# WHAT IS REQUIRED
Pull every line containing "Result" out of the listing below.

----- LISTED RECORDS -----

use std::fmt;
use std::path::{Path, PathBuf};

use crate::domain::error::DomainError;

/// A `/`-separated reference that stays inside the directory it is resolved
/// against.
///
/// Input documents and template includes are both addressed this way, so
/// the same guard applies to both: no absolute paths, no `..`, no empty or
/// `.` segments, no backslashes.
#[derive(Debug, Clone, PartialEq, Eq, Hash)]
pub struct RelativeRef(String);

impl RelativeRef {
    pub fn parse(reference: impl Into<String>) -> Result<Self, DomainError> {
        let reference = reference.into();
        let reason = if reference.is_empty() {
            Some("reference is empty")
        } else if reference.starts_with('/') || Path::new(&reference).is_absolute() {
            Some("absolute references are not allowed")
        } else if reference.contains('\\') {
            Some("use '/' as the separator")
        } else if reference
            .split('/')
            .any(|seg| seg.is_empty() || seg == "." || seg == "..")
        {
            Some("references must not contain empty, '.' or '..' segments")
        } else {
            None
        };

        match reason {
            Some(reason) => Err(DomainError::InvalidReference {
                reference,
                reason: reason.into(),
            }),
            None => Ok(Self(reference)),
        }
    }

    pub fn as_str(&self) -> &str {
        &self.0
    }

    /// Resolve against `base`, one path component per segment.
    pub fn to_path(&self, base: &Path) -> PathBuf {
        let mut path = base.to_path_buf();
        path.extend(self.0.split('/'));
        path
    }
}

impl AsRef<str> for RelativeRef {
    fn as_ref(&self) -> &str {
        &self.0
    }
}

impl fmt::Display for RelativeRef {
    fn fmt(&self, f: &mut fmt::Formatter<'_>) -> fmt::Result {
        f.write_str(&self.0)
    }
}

-----
----- LISTED RECORDS -----

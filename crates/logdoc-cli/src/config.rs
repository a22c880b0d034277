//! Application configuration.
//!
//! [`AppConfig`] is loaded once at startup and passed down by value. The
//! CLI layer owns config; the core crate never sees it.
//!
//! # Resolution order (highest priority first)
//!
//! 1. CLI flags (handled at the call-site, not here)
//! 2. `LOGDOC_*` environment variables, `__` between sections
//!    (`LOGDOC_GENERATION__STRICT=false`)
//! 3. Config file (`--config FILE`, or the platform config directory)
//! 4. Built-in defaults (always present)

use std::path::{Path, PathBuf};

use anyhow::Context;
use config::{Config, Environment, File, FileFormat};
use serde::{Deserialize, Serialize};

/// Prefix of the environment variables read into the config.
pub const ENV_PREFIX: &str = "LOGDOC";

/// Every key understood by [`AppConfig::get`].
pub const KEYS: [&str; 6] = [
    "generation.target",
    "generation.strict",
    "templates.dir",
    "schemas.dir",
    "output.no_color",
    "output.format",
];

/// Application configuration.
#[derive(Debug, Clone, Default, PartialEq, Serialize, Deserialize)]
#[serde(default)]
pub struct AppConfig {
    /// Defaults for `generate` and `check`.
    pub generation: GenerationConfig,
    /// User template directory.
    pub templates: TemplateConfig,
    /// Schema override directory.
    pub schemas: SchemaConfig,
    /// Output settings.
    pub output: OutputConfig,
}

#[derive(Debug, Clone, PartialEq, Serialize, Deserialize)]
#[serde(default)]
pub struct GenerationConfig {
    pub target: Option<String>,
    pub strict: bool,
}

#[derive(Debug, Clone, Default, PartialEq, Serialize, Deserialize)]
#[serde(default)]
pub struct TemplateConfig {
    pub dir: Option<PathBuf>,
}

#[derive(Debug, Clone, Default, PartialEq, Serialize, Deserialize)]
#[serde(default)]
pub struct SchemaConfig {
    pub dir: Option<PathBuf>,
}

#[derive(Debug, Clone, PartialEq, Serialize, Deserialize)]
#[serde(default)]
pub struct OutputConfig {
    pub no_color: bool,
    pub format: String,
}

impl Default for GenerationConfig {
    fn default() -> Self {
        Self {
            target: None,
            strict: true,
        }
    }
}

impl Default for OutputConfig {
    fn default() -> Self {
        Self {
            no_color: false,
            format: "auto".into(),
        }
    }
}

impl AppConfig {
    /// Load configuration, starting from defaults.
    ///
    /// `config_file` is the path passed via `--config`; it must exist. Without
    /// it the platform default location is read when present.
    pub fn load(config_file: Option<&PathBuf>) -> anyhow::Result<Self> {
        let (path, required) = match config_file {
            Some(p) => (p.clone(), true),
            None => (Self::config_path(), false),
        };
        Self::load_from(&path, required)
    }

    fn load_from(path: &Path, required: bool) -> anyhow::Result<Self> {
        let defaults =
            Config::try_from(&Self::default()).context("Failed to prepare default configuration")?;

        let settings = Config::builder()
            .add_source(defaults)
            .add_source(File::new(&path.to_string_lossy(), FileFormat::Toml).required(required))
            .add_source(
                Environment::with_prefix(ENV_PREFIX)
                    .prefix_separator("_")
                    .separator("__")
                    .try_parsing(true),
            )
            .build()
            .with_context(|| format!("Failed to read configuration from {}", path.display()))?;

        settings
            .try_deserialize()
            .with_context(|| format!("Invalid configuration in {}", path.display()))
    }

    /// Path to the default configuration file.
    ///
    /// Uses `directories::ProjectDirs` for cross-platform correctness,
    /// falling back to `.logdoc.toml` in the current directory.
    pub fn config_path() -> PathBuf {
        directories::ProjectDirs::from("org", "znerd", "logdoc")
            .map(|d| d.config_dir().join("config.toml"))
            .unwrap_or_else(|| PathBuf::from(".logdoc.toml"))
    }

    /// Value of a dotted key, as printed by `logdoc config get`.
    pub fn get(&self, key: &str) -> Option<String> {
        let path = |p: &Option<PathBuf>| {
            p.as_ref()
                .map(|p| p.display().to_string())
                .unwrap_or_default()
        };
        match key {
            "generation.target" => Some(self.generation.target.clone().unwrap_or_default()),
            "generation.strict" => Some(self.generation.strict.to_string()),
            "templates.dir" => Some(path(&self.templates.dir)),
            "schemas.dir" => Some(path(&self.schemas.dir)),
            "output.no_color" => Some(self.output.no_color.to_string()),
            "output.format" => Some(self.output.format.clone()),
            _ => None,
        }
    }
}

-----

# SOLUTION TO THIS EXERCISE
    pub fn parse(reference: impl Into<String>) -> Result<Self, DomainError> {
    fn fmt(&self, f: &mut fmt::Formatter<'_>) -> fmt::Result {
    pub fn load(config_file: Option<&PathBuf>) -> anyhow::Result<Self> {
    fn load_from(path: &Path, required: bool) -> anyhow::Result<Self> {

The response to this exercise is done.